The book is at its best in setting out the family dynamics between Jim and Bob, the first competent and brilliant the second dumped-on. Strout also shows well how incidents from the past remain in life to haunt and control individuals and families. This part of the book is eloquently and thoughtfully done. Many readers will be moved to reflect on pivotal events from the past that have influenced their own lives in ways that might have been otherwise. Besides this important part of the novel, Strout writes beautifully in places, with an eye for telling details about life both in New York and in a small New England town.
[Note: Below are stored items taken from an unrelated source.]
fn popup_block(app: &App, title: String) -> Block<'static> {
    Block::bordered()
        .title(Span::styled(title, app.theme.popup_title))
        .border_style(Style::default().fg(app.theme.popup_border))
        .style(Style::default().bg(app.theme.popup_bg))
}

/// Render the help overlay popup
fn render_help_popup(frame: &mut Frame, app: &App) {
    let bindings = [
        ("Tab / 1-6     ", "Switch view"),
        ("j / k         ", "Move down / up"),
        ("f             ", "Focus table or weights"),
        ("h / l, - / +  ", "Lower / raise selected weight"),
        ("d             ", "Reset weights to defaults"),
        ("z             ", "Undo last weight change"),
        ("w             ", "Save weights"),
        ("s             ", "Toggle net-score sort"),
        ("b             ", "Score breakdown"),
        ("[ / ]         ", "Previous / next factor"),
        ("p             ", "Toggle population sort"),
        ("r             ", "Reload data files"),
        ("?             ", "Show/hide this help"),
        ("q / Ctrl-c    ", "Quit"),
    ];

    let popup_area = centered_rect_fixed(52, bindings.len() as u16 + 4, frame.area());
    frame.render_widget(Clear, popup_area);
    let block = popup_block(app, " Keyboard Shortcuts ".to_string());
    let inner = block.inner(popup_area);
    frame.render_widget(block, popup_area);

    let key_style = Style::default().fg(app.theme.status_key_color).bold();
    let mut lines: Vec<Line> = bindings
        .iter()
        .map(|(key, desc)| Line::from(vec![Span::styled(*key, key_style), Span::raw(*desc)]))
        .collect();
    lines.push(Line::from(""));
    lines.push(Line::from(Span::styled(
        "Press any key to close",
        Style::default().fg(app.theme.muted),
    )));

    frame.render_widget(Paragraph::new(lines), inner);
}

/// Render the per-factor contributions of the selected district
fn render_breakdown_popup(frame: &mut Frame, app: &App) {
    let Some(district) = app.selected_scored() else {
        return;
    };

    let height = district.breakdown.factors.len() as u16 + 9;
    let popup_area = centered_rect_fixed(64, height, frame.area());
    frame.render_widget(Clear, popup_area);
    let block = popup_block(app, format!(" {} ", district.name));
    let inner = block.inner(popup_area);
    frame.render_widget(block, popup_area);

    let header = Style::default().fg(app.theme.muted);
    let mut lines = vec![Line::from(Span::styled(
        format!("{:<20} {:>10} {:>7} {:>10}", "factor", "value", "weight", "contrib"),
        header,
    ))];

    for category in [Category::Risk, Category::Safety] {
        let color = match category {
            Category::Risk => app.theme.score_high,
            Category::Safety => app.theme.score_low,
        };
        for f in district.breakdown.for_category(category) {
            lines.push(Line::from(vec![
                Span::raw(format!("{:<20} ", truncate_name(&f.factor, 20))),
                Span::raw(format!("{:>10.2} {:>7.3} ", f.value, f.weight)),
                Span::styled(format!("{:>10.4}", f.contribution), Style::default().fg(color)),
            ]));
        }
    }

    lines.push(Line::from(""));
    lines.push(Line::from(vec![
        Span::raw("risk "),
        Span::styled(format!("{:.4}", district.total_risk), Style::default().fg(app.theme.score_high)),
        Span::raw("  -  safety "),
        Span::styled(format!("{:.4}", district.total_safety), Style::default().fg(app.theme.score_low)),
        Span::raw("  =  net "),
        Span::styled(format_score(district.net_score), Style::default().bold()),
    ]));
    lines.push(Line::from(""));
    lines.push(Line::from(Span::styled(
        "j/k: next district | Esc/b: close",
        Style::default().fg(app.theme.muted),
    )));

    frame.render_widget(Paragraph::new(lines), inner);
}

/// Render the loading spinner overlay
fn render_loading_overlay(frame: &mut Frame, app: &App) {
    let popup_area = centered_rect_fixed(30, 3, frame.area());
    frame.render_widget(Clear, popup_area);

    let block = Block::bordered();
    let inner = block.inner(popup_area);
    frame.render_widget(block, popup_area);

    // Braille spinner animation
    let spinner_chars = ["⠋", "⠙", "⠹", "⠸", "⠼", "⠴", "⠦", "⠧", "⠇", "⠏"];
    let spinner = spinner_chars[app.spinner_frame % spinner_chars.len()];

    let text = if app.data.is_none() {
        format!("{} Loading data...", spinner)
    } else {
        format!("{} Reloading...", spinner)
    };

    let loading_text = Paragraph::new(text)
        .alignment(Alignment::Center)
        .style(Style::default().fg(app.theme.title_color));
    frame.render_widget(loading_text, inner);
}

#[cfg(test)]
mod tests {
    use super::*;

    #[test]
    fn test_score_bar_fill() {
        let line = score_bar(5.0, 10.0, 8, Color::Red, Color::DarkGray);
        let text: String = line.spans.iter().map(|s| s.content.as_ref()).collect();
        assert_eq!(text, "████░░░░");
    }

    #[test]
    fn test_score_bar_degenerate_max() {
        let line = score_bar(5.0, 0.0, 4, Color::Red, Color::DarkGray);
        let text: String = line.spans.iter().map(|s| s.content.as_ref()).collect();
        assert_eq!(text, "░░░░");
    }

    #[test]
    fn test_centered_rect_clamps() {
        let area = Rect::new(0, 0, 20, 10);
        let rect = centered_rect_fixed(40, 4, area);
        assert_eq!(rect, Rect::new(0, 3, 20, 4));
    }
}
I found more to dislike than to like in this novel. The book loses direction when it changes from a story of two brothers and a sister dealing with a long buried event from their past and becomes instead a problem novel. Strout loses focus on Jim, Bob, and Susan as persons to talk about issues. The characters quickly become stereotyped and uninteresting. Rather than focusing on individual lives, the book talks about "issues" -- the problem facing baby-boomers when their dreams remain unrealized, living with an "empty nest", the difficulty many Americans face in accepting immigrants and with continued religious and racial distrust, falling out of love, sexual wandering and sexual harassment, the differences between city life and small town life, and many more. The book discusses "issues", not primarily persons. The scenes have the feel of contrivance with the characters having little intrinsic interest beyond vehicles for discussion of other things.
The book also is weakened by too many characters and too many rather facile changes of perspective. It becomes slow, confusing, and overly-broad in scope. Too many of the themes have little to do with the family dynamics that seem to be at the center of the story.
While it offers fine writing and a considerable degree of insight, the book is overly topical in its focus. It is a more literate version of a television show, perhaps. The novel is overly adapted for book group use (questions for discussion are included) with the many issues it holds out for discussion and its too extensive editorializing about various social issues in the contemporary United States.
With recognition of its good qualities, I found myself thoroughly disliking this novel on balance. I did not find it a pleasure to read. The contrivances of the story ultimately worked against serious personal reflection.